In a nutshell, instead of the typical RTM way of picking the best variable to use, e.g. Alcohol Density < 100 meters OR Alcohol Density < 500 meters, it allows both to contribute to a latent variable, call it AlcoholDens, but allows those weights to vary. Then I see how well the AlcoholDens latent variable predicts crime. I will show later in the results that the loadings are often spread out among different density/distance measures in this sample, suggesting the approach just pick one is perhaps misguided.

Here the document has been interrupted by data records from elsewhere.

//! Run configuration.
//!
//! Stored as pretty JSON. Every option has a default, so a partial file is
//! valid and unknown keys are ignored.
//!
//! # Example
//! ```json
//! {
//!   "input_file": "sales.csv",
//!   "measure_column": "Sales",
//!   "filter_threshold": 1000,
//!   "filters": [{ "column": "Region", "in": ["North", "South"] }],
//!   "group_keys": ["Region"],
//!   "date_column": "Date",
//!   "target_column": "Goal",
//!   "performance_tiers": [0.8, 1.0]
//! }
//! ```

use std::fmt::Write as _;
use std::path::{Path, PathBuf};

use anyhow::Context;
use chrono::format::{Item, StrftimeItems};
use chrono::NaiveDateTime;
use serde::{Deserialize, Serialize};

use crate::analysis::group::GroupSort;
use crate::analysis::performance::TierThresholds;
use crate::data::filter::{Comparison, FilterSpec, Predicate};
use crate::data::validate::ValidationRules;
use crate::error::{AnalyticsError, Result};

#[derive(Debug, Clone, PartialEq, Serialize, Deserialize)]
#[serde(default)]
pub struct Config {
    /// Dataset to load (.csv, .json or .parquet)
    pub input_file: PathBuf,

    /// Where the filtered rows are written
    pub output_file: PathBuf,

    /// Where the JSON report is written
    pub stats_file: PathBuf,

    /// Column naming the customer or entity of a row
    pub entity_column: String,

    /// Numeric column that is filtered and aggregated
    pub measure_column: String,

    /// Columns that must exist in the dataset
    pub required_columns: Vec<String>,

    /// Column rejected when it holds negative values
    pub range_checked_column: Option<String>,

    /// Treat an empty dataset as an error
    pub strict: bool,

    /// Keep rows whose measure is strictly greater than this
    pub filter_threshold: Option<f64>,

    /// Extra predicates, applied after the threshold
    pub filters: FilterSpec,

    /// Categorical columns forming the group key, in order
    pub group_keys: Vec<String>,

    pub group_sort: GroupSort,

    /// Date column for the trend; row order is used when unset
    pub date_column: Option<String>,

    /// Goal column compared with the measure; skipped when unset
    pub target_column: Option<String>,

    /// Ascending `[near, above]` goal ratios
    pub performance_tiers: Vec<f64>,

    /// strftime pattern of the report timestamp
    pub date_format: String,
}

impl Default for Config {
    fn default() -> Self {
        Config {
            input_file: PathBuf::from("sales.csv"),
            output_file: PathBuf::from("sales_filtered.csv"),
            stats_file: PathBuf::from("sales_report.json"),
            entity_column: "Customer".to_string(),
            measure_column: "Sales".to_string(),
            required_columns: vec!["Customer".to_string(), "Sales".to_string()],
            range_checked_column: Some("Sales".to_string()),
            strict: true,
            filter_threshold: Some(1000.0),
            filters: FilterSpec::default(),
            group_keys: Vec::new(),
            group_sort: GroupSort::default(),
            date_column: None,
            target_column: None,
            performance_tiers: vec![0.8, 1.0],
            date_format: "%Y-%m-%d %H:%M:%S".to_string(),
        }
    }
}

impl Config {
    /// Parse configuration from JSON text.
    pub fn from_json(text: &str) -> Result<Self> {
        serde_json::from_str(text)
            .map_err(|e| AnalyticsError::configuration(format!("invalid config: {e}")))
    }

    /// Read `path`, or write the defaults there when it does not exist yet.
    pub fn load_or_create(path: &Path) -> anyhow::Result<Self> {
        if path.exists() {
            let text = std::fs::read_to_string(path)
                .with_context(|| format!("reading config {}", path.display()))?;
            let config = Config::from_json(&text)?;
            log::info!("configuration loaded from {}", path.display());
            Ok(config)
        } else {
            let config = Config::default();
            config.save(path)?;
            log::info!("default configuration written to {}", path.display());
            Ok(config)
        }
    }

    pub fn save(&self, path: &Path) -> anyhow::Result<()> {
        let text = serde_json::to_string_pretty(self).context("serializing config")?;
        std::fs::write(path, text).with_context(|| format!("writing config {}", path.display()))
    }

    /// Reject options that cannot drive a run.
    pub fn validate(&self) -> Result<()> {
        if self.measure_column.trim().is_empty() {
            return Err(AnalyticsError::configuration("measure_column is empty"));
        }
        if self.entity_column.trim().is_empty() {
            return Err(AnalyticsError::configuration("entity_column is empty"));
        }
        if let Some(t) = self.filter_threshold {
            if !t.is_finite() {
                return Err(AnalyticsError::configuration(format!(
                    "filter_threshold must be finite, got {t}"
                )));
            }
        }
        if self.group_keys.iter().any(|k| k.trim().is_empty()) {
            return Err(AnalyticsError::configuration("group_keys contains an empty name"));
        }
        self.tier_thresholds()?;
        validate_date_format(&self.date_format)
    }

    pub fn tier_thresholds(&self) -> Result<TierThresholds> {
        TierThresholds::from_list(&self.performance_tiers)
    }

    pub fn validation_rules(&self) -> ValidationRules {
        ValidationRules {
            required_columns: self.required_columns.clone(),
            range_checked_column: self.range_checked_column.clone(),
            strict: self.strict,
        }
    }

    /// The threshold predicate on the measure, followed by `filters`.
    pub fn filter_spec(&self) -> FilterSpec {
        let mut predicates = Vec::with_capacity(self.filters.predicates.len() + 1);
        if let Some(t) = self.filter_threshold {
            predicates.push(Predicate::compare(
                self.measure_column.clone(),
                Comparison::Gt,
                t,
            ));
        }
        predicates.extend(self.filters.predicates.iter().cloned());
        FilterSpec::new(predicates)
    }
}

fn validate_date_format(format: &str) -> Result<()> {
    if format.is_empty() {
        return Err(AnalyticsError::configuration("date_format is empty"));
    }
    if StrftimeItems::new(format).any(|item| matches!(item, Item::Error)) {
        return Err(AnalyticsError::configuration(format!(
            "date_format '{format}' is not a valid strftime pattern"
        )));
    }
    // Offset and zone items parse but cannot render a naive timestamp.
    let mut rendered = String::new();
    if write!(rendered, "{}", NaiveDateTime::default().format(format)).is_err() {
        return Err(AnalyticsError::configuration(format!(
            "date_format '{format}' cannot format a local timestamp without a time zone"
        )));
    }
    Ok(())
}
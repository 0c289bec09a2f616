use serde::Serialize;

use crate::data::model::{Dataset, Record};
use crate::error::Result;

// ---------------------------------------------------------------------------
// SummaryStats
// ---------------------------------------------------------------------------

/// Scalar statistics over one numeric column.
///
/// A zero `count` is the legitimate "no data" state: every numeric field is
/// then `0.0`.
#[derive(Debug, Clone, Copy, Default, PartialEq, Serialize)]
pub struct SummaryStats {
    pub count: usize,
    pub sum: f64,
    pub mean: f64,
    pub min: f64,
    pub max: f64,
    /// Cells that were missing or not numeric.
    pub skipped: usize,
}

impl SummaryStats {
    /// Fold a sequence of numbers.
    pub fn from_values<I: IntoIterator<Item = f64>>(values: I) -> Self {
        let mut stats = SummaryStats::default();
        for v in values {
            stats.push(v);
        }
        stats.finish()
    }

    pub(crate) fn push(&mut self, v: f64) {
        if self.count == 0 {
            self.min = v;
            self.max = v;
        } else {
            self.min = self.min.min(v);
            self.max = self.max.max(v);
        }
        self.count += 1;
        self.sum += v;
    }

    pub(crate) fn finish(mut self) -> Self {
        self.mean = if self.count == 0 {
            0.0
        } else {
            self.sum / self.count as f64
        };
        self
    }

    pub fn is_empty(&self) -> bool {
        self.count == 0
    }
}

/// Accumulate the usable numbers of column `idx` over `records`.
pub(crate) fn summarize_records<'a, I>(records: I, idx: usize) -> SummaryStats
where
    I: IntoIterator<Item = &'a Record>,
{
    let mut stats = SummaryStats::default();
    for record in records {
        match record.number(idx) {
            Some(v) => stats.push(v),
            None => stats.skipped += 1,
        }
    }
    stats.finish()
}

/// Count, sum, mean, min and max of a numeric column. Missing and
/// non-numeric cells are skipped and counted.
pub fn summarize(dataset: &Dataset, column: &str) -> Result<SummaryStats> {
    let idx = dataset.column_index(column)?;
    Ok(summarize_records(dataset.records(), idx))
}

// ---------------------------------------------------------------------------
// Highlights
// ---------------------------------------------------------------------------

/// Headline figures around the best-selling entity.
#[derive(Debug, Clone, PartialEq, Serialize)]
pub struct Highlights {
    /// Entity of the row with the largest measure (first one on ties).
    pub top_entity: String,
    pub top_value: f64,
    /// Share of the column total held by the top row, in percent.
    pub top_share_pct: f64,
    /// Rows strictly above the mean.
    pub above_mean: usize,
}

/// `None` when the column holds no usable number.
pub fn highlights(
    dataset: &Dataset,
    entity_column: &str,
    measure_column: &str,
) -> Result<Option<Highlights>> {
    let entity_idx = dataset.column_index(entity_column)?;
    let measure_idx = dataset.column_index(measure_column)?;
    let stats = summarize_records(dataset.records(), measure_idx);

    let mut top: Option<(&Record, f64)> = None;
    for record in dataset.records() {
        if let Some(v) = record.number(measure_idx) {
            if top.map_or(true, |(_, best)| v > best) {
                top = Some((record, v));
            }
        }
    }

    Ok(top.map(|(record, top_value)| Highlights {
        top_entity: record.get(entity_idx).to_string(),
        top_value,
        top_share_pct: if stats.sum == 0.0 {
            0.0
        } else {
            top_value / stats.sum * 100.0
        },
        above_mean: dataset
            .records()
            .iter()
            .filter_map(|r| r.number(measure_idx))
            .filter(|v| *v > stats.mean)
            .count(),
    }))
}

#[cfg(test)]
mod tests {
    use super::*;
    use crate::data::model::Value;
    use crate::error::AnalyticsError;

    fn sales(rows: &[(&str, Value)]) -> Dataset {
        Dataset::from_rows(
            &["Customer", "Sales"],
            rows.iter()
                .map(|(c, v)| vec![Value::from(*c), v.clone()])
                .collect(),
        )
        .unwrap()
    }

    #[test]
    fn summarizes_numeric_column() {
        let ds = sales(&[("Ana", 1500.0.into()), ("Carla", 2000.0.into())]);
        let stats = summarize(&ds, "Sales").unwrap();
        assert_eq!(
            stats,
            SummaryStats { count: 2, sum: 3500.0, mean: 1750.0, min: 1500.0, max: 2000.0, skipped: 0 }
        );
    }

    #[test]
    fn empty_dataset_is_all_zero() {
        let ds = sales(&[]);
        let stats = summarize(&ds, "Sales").unwrap();
        assert_eq!(stats, SummaryStats::default());
        assert!(stats.is_empty());
    }

    #[test]
    fn unusable_cells_are_skipped() {
        let ds = sales(&[
            ("Ana", 10.0.into()),
            ("Bruno", Value::Missing),
            ("Carla", "oops".into()),
            ("Davi", (-2.0).into()),
        ]);
        let stats = summarize(&ds, "Sales").unwrap();
        assert_eq!(stats.count, 2);
        assert_eq!(stats.skipped, 2);
        assert_eq!(stats.min, -2.0);
        assert_eq!(stats.mean, 4.0);
    }

    #[test]
    fn unknown_column_is_a_schema_error() {
        let err = summarize(&sales(&[]), "Revenue").unwrap_err();
        assert_eq!(err, AnalyticsError::schema(["Revenue"]));
    }

    #[test]
    fn highlights_pick_first_top_row() {
        let ds = sales(&[
            ("Ana", 1000.0.into()),
            ("Bruno", 3000.0.into()),
            ("Carla", 3000.0.into()),
            ("Davi", 2000.0.into()),
        ]);
        let h = highlights(&ds, "Customer", "Sales").unwrap().unwrap();
        assert_eq!(h.top_entity, "Bruno");
        assert_eq!(h.top_value, 3000.0);
        assert!((h.top_share_pct - 33.333).abs() < 1e-3);
        assert_eq!(h.above_mean, 2);
    }

    #[test]
    fn highlights_none_without_numbers() {
        let ds = sales(&[("Ana", Value::Missing)]);
        assert_eq!(highlights(&ds, "Customer", "Sales").unwrap(), None);
    }
}
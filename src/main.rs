use std::path::{Path, PathBuf};

use anyhow::{Context, Result};
use clap::{Parser, Subcommand};
use tracing::{debug, info};
use tracing_subscriber::filter::LevelFilter;

use fnlang::CompileError;
use fnlang::scanner::{self, ScanOptions};

#[derive(Parser, Debug)]
#[command(name = "fnlang", about = "Scanner front end for the fnlang language")]
struct Cli {
    /// Increase log verbosity (-v info, -vv debug, -vvv trace)
    #[arg(short, long, action = clap::ArgAction::Count, global = true)]
    verbose: u8,

    #[command(subcommand)]
    command: Command,
}

#[derive(Subcommand, Debug)]
enum Command {
    /// Dump the token stream of a source file
    Tokens {
        file: PathBuf,

        /// Emit whitespace tokens too
        #[arg(long)]
        keep_whitespace: bool,
    },
    /// Report unrecognized characters in a source file
    Check { file: PathBuf },
    /// Read lines from stdin and dump their tokens
    Repl {
        /// Emit whitespace tokens too
        #[arg(long)]
        keep_whitespace: bool,
    },
}

fn init_logging(verbose: u8) {
    let level = match verbose {
        0 => LevelFilter::WARN,
        1 => LevelFilter::INFO,
        2 => LevelFilter::DEBUG,
        _ => LevelFilter::TRACE,
    };
    tracing_subscriber::fmt()
        .with_max_level(level)
        .with_writer(std::io::stderr)
        .without_time()
        .with_target(false)
        .compact()
        .init();
}

fn read_source(path: &Path) -> Result<String> {
    std::fs::read_to_string(path)
        .with_context(|| format!("read source file '{}'", path.display()))
}

fn report_errors(errors: Vec<CompileError>, path: &Path, source: &str) -> anyhow::Error {
    let count = errors.len();
    let name = path.display().to_string();
    for e in errors {
        let report = miette::Report::new(e.with_source_code(name.clone(), source.to_string()));
        eprintln!("{report:?}");
    }
    anyhow::anyhow!("{count} error(s)")
}

fn main() -> Result<()> {
    let cli = Cli::parse();
    init_logging(cli.verbose);
    debug!(?cli, "parsed command line");

    match cli.command {
        Command::Tokens {
            file,
            keep_whitespace,
        } => {
            let source = read_source(&file)?;
            let tokens = scanner::tokenize(&source, ScanOptions { keep_whitespace });
            info!(count = tokens.len(), "scanned");
            print!("{}", scanner::render_tokens(&tokens));
            Ok(())
        }
        Command::Check { file } => {
            let source = read_source(&file)?;
            match scanner::scan(&source) {
                Ok(tokens) => {
                    info!(count = tokens.len(), "no unknown characters");
                    Ok(())
                }
                Err(errors) => Err(report_errors(errors, &file, &source)),
            }
        }
        Command::Repl { keep_whitespace } => {
            fnlang::repl::run_repl(ScanOptions { keep_whitespace });
            Ok(())
        }
    }
}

I’ve posted the data and code to follow along here. There are two py files, 00_RTMHidden.py runs the main analysis, but dl_rtm_funcs.py has various functions used to build the deep learning model in pytorch. I am just going to hit some of the highlights instead of walking through bit by bit.

Some helper functions

First, last blog post I simply relied on using Poisson loss. This time, I took some effort to figure out my own loss function for the negative binomial model. Here I am using the NB2 form, and you can see I took the likelihood function from the Stata docs (they are a really great reference for various regression model info). To incorporate this into your deep learning model, you need to add a single parameter in your model, here I call it disp.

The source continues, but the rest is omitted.